Rapid mitochondrial dysfunction mediates TNF-alpha-induced neurotoxicity

Tumor necrosis factor alpha (TNF-alpha) is known to exacerbate ischemic brain injury; however, the mechanism is unknown. Previous studies have evaluated the effects of TNF-alpha on neurons with long exposures to high doses of TNF-alpha, which is not pathophysiologically relevant. We characterized the rapid effects of TNF-alpha on basal respiration, ATP production, and maximal respiration using pathophysiologically relevant, poststroke concentrations of TNF-alpha. We observed a reduction in mitochondrial function as early as 1.5 h after exposure to low doses of TNF-alpha, followed by a decrease in cell viability in HT-22 cells and primary neurons. Subsequently, we used the HT-22 cell line to determine the mechanism by which TNF-alpha causes a rapid and profound reduction in mitochondrial function.
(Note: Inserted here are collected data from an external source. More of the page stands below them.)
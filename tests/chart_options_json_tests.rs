use chart3d_rs::api::{ChartOptions, FieldBinding, build_axis_configs};
use chart3d_rs::core::{AxisValue, LayoutType};

const OPTIONS_JSON: &str = r#"{
    "coord": {
        "xAxis": { "field": "year", "layoutType": "peak" },
        "yAxis": { "field": ["sales", "cost"], "dataSection": [0, 50, 100] },
        "zAxis": { "depth": 120 }
    },
    "graphs": [
        { "type": "bar3d", "field": "sales" },
        { "type": "line", "field": "profit", "yAxisName": "right" }
    ]
}"#;

#[test]
fn options_parse_from_camel_case_json() {
    let options = ChartOptions::from_json_str(OPTIONS_JSON).expect("parse options");

    assert_eq!(options.coord.x_axis.layout_type, Some(LayoutType::Peak));
    assert_eq!(options.coord.y_axis.len(), 1);
    assert_eq!(
        options.coord.y_axis[0].field,
        Some(FieldBinding::from(vec!["sales", "cost"]))
    );
    assert_eq!(
        options.coord.y_axis[0].data_section,
        Some(vec![
            AxisValue::from(0.0),
            AxisValue::from(50.0),
            AxisValue::from(100.0)
        ])
    );
    assert_eq!(options.coord.z_axis.depth, Some(120.0));
    assert_eq!(options.graphs[1].y_axis_name.as_deref(), Some("right"));
}

#[test]
fn y_axis_accepts_a_list() {
    let json = r#"{
        "coord": { "yAxis": [ { "field": "a" }, { "name": "right", "layoutType": "rule" } ] },
        "graphs": []
    }"#;
    let options = ChartOptions::from_json_str(json).expect("parse options");
    assert_eq!(options.coord.y_axis.len(), 2);
    assert_eq!(options.coord.y_axis[1].name.as_deref(), Some("right"));
}

#[test]
fn parsed_options_build_expected_axes() {
    let options = ChartOptions::from_json_str(OPTIONS_JSON).expect("parse options");
    let configs = build_axis_configs(&options).configs;

    assert_eq!(configs.z_axis.depth, Some(120.0));
    assert_eq!(configs.y_axes.len(), 2);
    assert_eq!(
        configs.y_axes[0].fields,
        vec!["sales".to_owned(), "cost".to_owned(), "sales".to_owned()]
    );
}

#[test]
fn options_round_trip_through_pretty_json() {
    let options = ChartOptions::from_json_str(OPTIONS_JSON).expect("parse options");
    let json = options.to_json_pretty().expect("serialize");
    assert!(json.contains("\"layoutType\": \"peak\""));
    assert!(json.contains("\"type\": \"bar3d\""));
    assert_eq!(ChartOptions::from_json_str(&json).expect("reparse"), options);
}

#[test]
fn invalid_json_is_a_config_error() {
    assert!(ChartOptions::from_json_str("{ not json").is_err());
    assert!(ChartOptions::from_json_str(r#"{"coord": {"xAxis": {"layoutType": "spiral"}}}"#).is_err());
}

#[test]
fn empty_field_names_bind_nothing() {
    let binding = FieldBinding::from(vec!["", "a", ""]);
    assert_eq!(binding.fields(), vec!["a".to_owned()]);
    assert!(FieldBinding::from("").is_empty());
    assert_eq!(FieldBinding::from(vec!["a", "b"]).label(), "a,b");
}
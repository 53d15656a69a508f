//! Telemetry helpers for applications embedding `chart3d-rs`.
//!
//! The library only emits `tracing` events (configuration problems, recompute
//! passes). Consumers can either call `init_default_tracing` or wire their own
//! `tracing` subscriber and filters.

/// Initializes a default `tracing` subscriber when the `telemetry` feature is enabled.
///
/// Returns `true` when initialization succeeds.
/// Returns `false` when no initialization is performed (feature disabled) or if a
/// global subscriber was already set by the host application.
#[must_use]
pub fn init_default_tracing() -> bool {
    #[cfg(feature = "telemetry")]
    {
        let builder = tracing_subscriber::fmt()
            .with_env_filter(
                tracing_subscriber::EnvFilter::try_from_default_env()
                    .unwrap_or_else(|_| tracing_subscriber::EnvFilter::new("info")),
            )
            .with_target(true)
            .compact();

        return builder.try_init().is_ok();
    }

    #[cfg(not(feature = "telemetry"))]
    {
        false
    }
}
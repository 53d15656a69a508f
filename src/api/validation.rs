use crate::core::AxisValue;

use super::{AxisId, AxisOptions, ConfigProblem};

pub(super) fn validate_data_section(
    axis: AxisId,
    options: &AxisOptions,
    problems: &mut Vec<ConfigProblem>,
) -> Option<Vec<AxisValue>> {
    match &options.data_section {
        Some(section) if section.is_empty() => {
            problems.push(ConfigProblem::EmptyDataSection { axis });
            None
        }
        Some(section) => Some(section.clone()),
        None => None,
    }
}

pub(super) fn validate_depth(
    options: &AxisOptions,
    problems: &mut Vec<ConfigProblem>,
) -> Option<f64> {
    let depth = options.depth?;
    if !depth.is_finite() || depth <= 0.0 {
        problems.push(ConfigProblem::InvalidDepth { depth });
        return None;
    }
    Some(depth)
}
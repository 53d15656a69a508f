use std::fmt;

use ordered_float::OrderedFloat;
use serde::{Deserialize, Serialize};

#[derive(Debug, Clone, Copy, PartialEq, Eq, Serialize, Deserialize)]
pub struct Viewport {
    pub width: u32,
    pub height: u32,
}

impl Viewport {
    #[must_use]
    pub fn new(width: u32, height: u32) -> Self {
        Self { width, height }
    }

    #[must_use]
    pub fn is_valid(self) -> bool {
        self.width > 0 && self.height > 0
    }

    #[must_use]
    pub fn aspect(self) -> f64 {
        f64::from(self.width) / f64::from(self.height)
    }
}

/// One of the three spatial axes of the coordinate system.
#[derive(Debug, Clone, Copy, PartialEq, Eq, Hash, Serialize, Deserialize)]
pub enum Axis {
    X,
    Y,
    Z,
}

impl Axis {
    pub const ALL: [Axis; 3] = [Axis::X, Axis::Y, Axis::Z];

    #[must_use]
    pub const fn index(self) -> usize {
        match self {
            Self::X => 0,
            Self::Y => 1,
            Self::Z => 2,
        }
    }
}

impl fmt::Display for Axis {
    fn fmt(&self, f: &mut fmt::Formatter<'_>) -> fmt::Result {
        let name = match self {
            Self::X => "x",
            Self::Y => "y",
            Self::Z => "z",
        };
        f.write_str(name)
    }
}

/// A single value carried by an axis: a magnitude or a category label.
///
/// Numbers use a total order so sections can be deduplicated, hashed and
/// searched without special-casing `NaN`.
#[derive(Debug, Clone, PartialEq, Eq, Hash, PartialOrd, Ord, Serialize, Deserialize)]
#[serde(untagged)]
pub enum AxisValue {
    Number(OrderedFloat<f64>),
    Text(String),
}

impl AxisValue {
    #[must_use]
    pub fn number(value: f64) -> Self {
        Self::Number(OrderedFloat(value))
    }

    #[must_use]
    pub fn text(value: impl Into<String>) -> Self {
        Self::Text(value.into())
    }

    #[must_use]
    pub fn as_f64(&self) -> Option<f64> {
        match self {
            Self::Number(value) => Some(value.into_inner()),
            Self::Text(_) => None,
        }
    }

    #[must_use]
    pub fn is_number(&self) -> bool {
        matches!(self, Self::Number(_))
    }

    /// Converts one JSON cell. `null`, objects and arrays carry no axis value.
    #[must_use]
    pub fn from_json(value: &serde_json::Value) -> Option<Self> {
        match value {
            serde_json::Value::Number(number) => number.as_f64().map(Self::number),
            serde_json::Value::String(text) => Some(Self::Text(text.clone())),
            serde_json::Value::Bool(flag) => Some(Self::Text(flag.to_string())),
            serde_json::Value::Null
            | serde_json::Value::Array(_)
            | serde_json::Value::Object(_) => None,
        }
    }
}

impl From<f64> for AxisValue {
    fn from(value: f64) -> Self {
        Self::number(value)
    }
}

impl From<i32> for AxisValue {
    fn from(value: i32) -> Self {
        Self::number(f64::from(value))
    }
}

impl From<&str> for AxisValue {
    fn from(value: &str) -> Self {
        Self::text(value)
    }
}

impl From<String> for AxisValue {
    fn from(value: String) -> Self {
        Self::Text(value)
    }
}

impl fmt::Display for AxisValue {
    fn fmt(&self, f: &mut fmt::Formatter<'_>) -> fmt::Result {
        match self {
            Self::Number(value) => write!(f, "{}", value.into_inner()),
            Self::Text(text) => f.write_str(text),
        }
    }
}

/// Pixel coordinates in the host viewport, origin at the top-left corner.
#[derive(Debug, Clone, Copy, PartialEq, Serialize, Deserialize)]
pub struct ScreenPoint {
    pub x: f64,
    pub y: f64,
}

impl ScreenPoint {
    #[must_use]
    pub fn new(x: f64, y: f64) -> Self {
        Self { x, y }
    }
}
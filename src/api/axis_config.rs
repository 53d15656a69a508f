use std::fmt;

use smallvec::SmallVec;
use thiserror::Error;

use crate::core::{AxisValue, LayoutType};
use crate::error::{ChartError, ChartResult};

use super::GraphOptions;

/// Name resolved for a Y axis (or a graph binding) that declares no name.
pub const DEFAULT_Y_AXIS_NAME: &str = "default_axis_for_Y";

/// Resolved configuration of one axis.
#[derive(Debug, Clone, PartialEq, Default)]
pub struct AxisConfig {
    /// Bound fields in declaration order; may repeat.
    pub fields: Vec<String>,
    pub layout_type: LayoutType,
    /// Y axes only; `None` stands for [`DEFAULT_Y_AXIS_NAME`].
    pub name: Option<String>,
    /// User override of the derived section.
    pub data_section: Option<Vec<AxisValue>>,
    /// Z axis only; overrides the depth of the bounding volume.
    pub depth: Option<f64>,
}

impl AxisConfig {
    #[must_use]
    pub fn new(fields: Vec<String>, layout_type: LayoutType) -> Self {
        Self {
            fields,
            layout_type,
            ..Self::default()
        }
    }

    #[must_use]
    pub fn axis_name(&self) -> &str {
        self.name.as_deref().unwrap_or(DEFAULT_Y_AXIS_NAME)
    }

    #[must_use]
    pub fn has_fields(&self) -> bool {
        !self.fields.is_empty()
    }
}

/// Complete per-axis configuration of a chart.
#[derive(Debug, Clone, PartialEq, Default)]
pub struct AxisConfigSet {
    pub x_axis: AxisConfig,
    /// In declaration order; user-declared axes first, then axes created
    /// for graphs that named an undeclared axis.
    pub y_axes: SmallVec<[AxisConfig; 2]>,
    pub z_axis: AxisConfig,
    /// Z section used when the Z axis binds no field: one label per graph.
    pub z_labels: Vec<AxisValue>,
    /// Graphs kept after dropping those without a field.
    pub graphs: Vec<GraphOptions>,
    /// Set when a peak-forcing graph kind is present.
    pub peak_forced: bool,
}

impl AxisConfigSet {
    #[must_use]
    pub fn y_axis(&self, name: &str) -> Option<&AxisConfig> {
        self.y_axes.iter().find(|axis| axis.axis_name() == name)
    }

    /// Every field bound by a Y axis, in axis then field order.
    pub fn y_fields(&self) -> impl Iterator<Item = &str> {
        self.y_axes
            .iter()
            .flat_map(|axis| axis.fields.iter().map(String::as_str))
    }
}

/// Identifies an axis inside a configuration problem.
#[derive(Debug, Clone, PartialEq, Eq, Hash)]
pub enum AxisId {
    X,
    Y(String),
    Z,
}

impl fmt::Display for AxisId {
    fn fmt(&self, f: &mut fmt::Formatter<'_>) -> fmt::Result {
        match self {
            Self::X => f.write_str("x axis"),
            Self::Y(name) => write!(f, "y axis `{name}`"),
            Self::Z => f.write_str("z axis"),
        }
    }
}

/// A non-fatal defect found while building axis configuration or sections.
#[derive(Debug, Clone, PartialEq, Error)]
pub enum ConfigProblem {
    #[error("graph {index} (`{kind}`) has no field and was dropped")]
    GraphWithoutField { index: usize, kind: String },

    #[error("graph `{kind}` bound to `{fields}` has no values in the data set and was dropped")]
    GraphWithoutData { kind: String, fields: String },

    #[error("y axis {index} has no name and was discarded")]
    UnnamedYAxisDiscarded { index: usize },

    #[error("y axis `{name}` is not used by any graph and was discarded")]
    UnusedYAxis { name: String },

    #[error("y axis `{name}` has no field and was discarded")]
    EmptyYAxis { name: String },

    #[error("x axis has no field; configure coord.xAxis.field")]
    MissingXAxisField,

    #[error("{axis} has no values in the data set")]
    EmptyAxisData { axis: AxisId },

    #[error("{axis} mixes text values into a numeric section")]
    NonNumericSection { axis: AxisId },

    #[error("{axis} declares an empty dataSection, which is ignored")]
    EmptyDataSection { axis: AxisId },

    #[error("z axis depth {depth} must be finite and > 0, it is ignored")]
    InvalidDepth { depth: f64 },
}

/// Result of building axis configuration: the configuration that could be
/// derived plus every problem found along the way.
#[derive(Debug, Clone, PartialEq, Default)]
pub struct AxisConfigReport {
    pub configs: AxisConfigSet,
    pub problems: Vec<ConfigProblem>,
}

impl AxisConfigReport {
    #[must_use]
    pub fn is_clean(&self) -> bool {
        self.problems.is_empty()
    }

    /// Accepts the configuration only when no problem was found.
    pub fn into_strict(self) -> ChartResult<AxisConfigSet> {
        if self.problems.is_empty() {
            Ok(self.configs)
        } else {
            Err(ChartError::Configuration {
                problems: self.problems,
            })
        }
    }
}
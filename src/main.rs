use std::sync::Arc;
use std::time::Duration;

use tokio::net::TcpListener;
use tracing::{debug, info};
use tracing_appender::rolling;
use tracing_subscriber::util::SubscriberInitExt;
use tracing_subscriber::{EnvFilter, Layer, Registry, fmt, layer::SubscriberExt};

use yolink_bridge::config::{Config, LoggingConfig};
use yolink_bridge::http::{self, AppState};
use yolink_bridge::live::{SessionRegistry, broadcaster};
use yolink_bridge::telemetry::{DeviceStateCache, TelemetrySubscriber, UpdateFeed};
use yolink_bridge::yolink_api::YoLinkClient;

const CONFIG_PATH: &str = "config.toml";

type BoxedLayer = Box<dyn Layer<Registry> + Send + Sync>;

fn init_logging(config: &LoggingConfig) {
    // Console pretty logger, RUST_LOG wins over the configured level
    let console_filter = EnvFilter::try_from_default_env()
        .unwrap_or_else(|_| EnvFilter::new(&config.console_level));
    let mut layers: Vec<BoxedLayer> = vec![fmt::layer().pretty().with_filter(console_filter).boxed()];

    // One file per level
    if let Some(log_dir) = &config.directory {
        let debug_file = rolling::daily(log_dir, &config.debug_file);
        let info_file = rolling::daily(log_dir, &config.info_file);
        let warn_file = rolling::daily(log_dir, &config.warn_file);
        let error_file = rolling::daily(log_dir, &config.error_file);

        layers.push(
            fmt::layer()
                .with_writer(debug_file)
                .with_ansi(false)
                .with_filter(EnvFilter::new("debug"))
                .boxed(),
        );
        layers.push(
            fmt::layer()
                .with_writer(info_file)
                .with_ansi(false)
                .with_filter(tracing_subscriber::filter::LevelFilter::INFO)
                .boxed(),
        );
        layers.push(
            fmt::layer()
                .with_writer(warn_file)
                .with_ansi(false)
                .with_filter(tracing_subscriber::filter::LevelFilter::WARN)
                .boxed(),
        );
        layers.push(
            fmt::layer()
                .with_writer(error_file)
                .with_ansi(false)
                .with_filter(tracing_subscriber::filter::LevelFilter::ERROR)
                .boxed(),
        );
    }

    tracing_subscriber::registry().with(layers).init();
}

#[tokio::main]
pub async fn main() -> anyhow::Result<()> {
    let config = Config::load(CONFIG_PATH)?;
    init_logging(&config.logging);
    debug!("Loaded configuration: {:?}", config);

    let api = Arc::new(YoLinkClient::new(
        &config.yolink,
        Duration::from_secs(config.intervals.request_timeout_seconds),
    )?);
    let states = DeviceStateCache::new();
    let (feed, updates) = UpdateFeed::channel(config.limits.update_feed_size);
    let registry = SessionRegistry::new(config.limits.session_queue_size);

    tokio::spawn(broadcaster::run(updates, registry.clone()));

    // The subscriber retries its own startup, the HTTP side does not wait for it
    let subscriber = TelemetrySubscriber::new(&config, states.clone(), feed);
    tokio::spawn(subscriber.run(api.clone()));

    let app = http::router(
        AppState {
            api,
            states,
            registry,
        },
        Some(&config.server.static_dir),
    );

    let listener = TcpListener::bind(("0.0.0.0", config.server.port)).await?;
    info!("Server starting on port {}...", config.server.port);
    axum::serve(listener, app).await?;
    Ok(())
}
Pre-treating with TNF-R1 antibody, but not TNF-R2 antibody, ameliorated the neurotoxic effects of TNF-alpha, indicating that TNF-alpha exerts its neurotoxic effects through TNF-R1. We observed an increase in caspase 8 activity and a decrease in mitochondrial membrane potential after exposure to TNF-alpha which resulted in a release of cytochrome c from the mitochondria into the cytosol. These novel findings indicate for the first time that an acute exposure to pathophysiologically relevant concentrations of TNF-alpha has neurotoxic effects mediated by a rapid impairment of mitochondrial function.